How to leverage functional techniques in C#

Published 03/11/2021 8:37 | Tech News | comments
Rate this post

Key takeaways

  • Since they are stateless, pure functions offer measurable benefits when working with high-load applications and high data parallelism. These benefits include no side effects associated with the object’s state and no need to use synchronization primitives, libraries, and frameworks when writing unit tests.
  • Pure functions are used for dealing with multi-thread scenarios involving mutable states. However, when multiple threads work on one iteration, the threads can queue up and form a bottleneck waiting until the required resource is available. The solution to the problems of a mutable state is the use of LINQ technology.
  • Technically, LINQ is a collection of extension methods that can be chained as they all extend the IEnumerable interface. This technology implements all principles of functional programming.
  • If you plan to migrate to multithreading and improve thread safety, it makes sense to use many specific C# methods.
  • C# 9.0 new version release made another step in becoming more thread-safe by introducing the records and init-only properties.

* * *

Over the past five years, humanity has produced more information than during the whole preceding history, and this fact perfectly illustrates the avalanche-like growth of loads today. 

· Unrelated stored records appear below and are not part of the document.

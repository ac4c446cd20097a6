//! Engine configuration with sane defaults.

/// Presentation knobs. The classifier itself is fixed and not configurable.
#[derive(Debug, Clone)]
pub struct EngineConfig {
  /// Review rows included in the report preview.
  pub preview_rows: usize,
  /// Name of the appended label column.
  pub sentiment_column: String,
}

impl Default for EngineConfig {
  fn default() -> Self {
    Self {
      preview_rows: 5,
      sentiment_column: "Sentiment".to_string(),
    }
  }
}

Let’s take the processor production industry, which has not become an exception to this tendency. The industry follows Moore’s law that claims the number of transistors to double every two years. But at some point, the limit had become pretty close, and we started looking into a new approach to augment the performance of computer systems and applications. This is how the multi-core processors came into play. Multi-core CPUs allowed “true” parallel computing that forced developers to rethink the way they do coding. This situation led to an increase in development and research related to parallel computing and its potential benefits connected to performance. 

However, the increase in performance usually comes with a price: race conditions, deadlocks, and possible data corruption. We identify this set of issues as problems related to the mutable state of shared resources. According to modern software engineering, one of the best ways to mitigate such problems is using functional programming. This programming paradigm does not rely on shared resources by default, and in purely functional programming, the developer isn’t allowed to use a mutable state. 

The most used programming paradigm nowadays is object-oriented programming (OOP), which allows the developer to structure concepts and functionality as classes and objects. There are many discussions related to the possibility of mixing it with the functional programming paradigm in order to get the best characteristics of both paradigms. One of the ways to do so involves writing OOP code that does not have a state and does not mutate the allocated resources. This is known as writing the business logic in “pure functions.”

What is a pure function?

A pure function is a function whose result depends only on its arguments and the business logic it describes. Since they are stateless, pure functions have measurable benefits when working with high-load applications and high data parallelism:  

  • no side effects (i.e., mutate state, I/O operations, exception raise) associated with the state of the object;
  • writing unit tests for pure functions does not require any libraries or frameworks to mock the dependencies or interactions, maximizing the testability level;
  • there is no need to use synchronization primitives such as Lock, Semaphore, Mutex, and others.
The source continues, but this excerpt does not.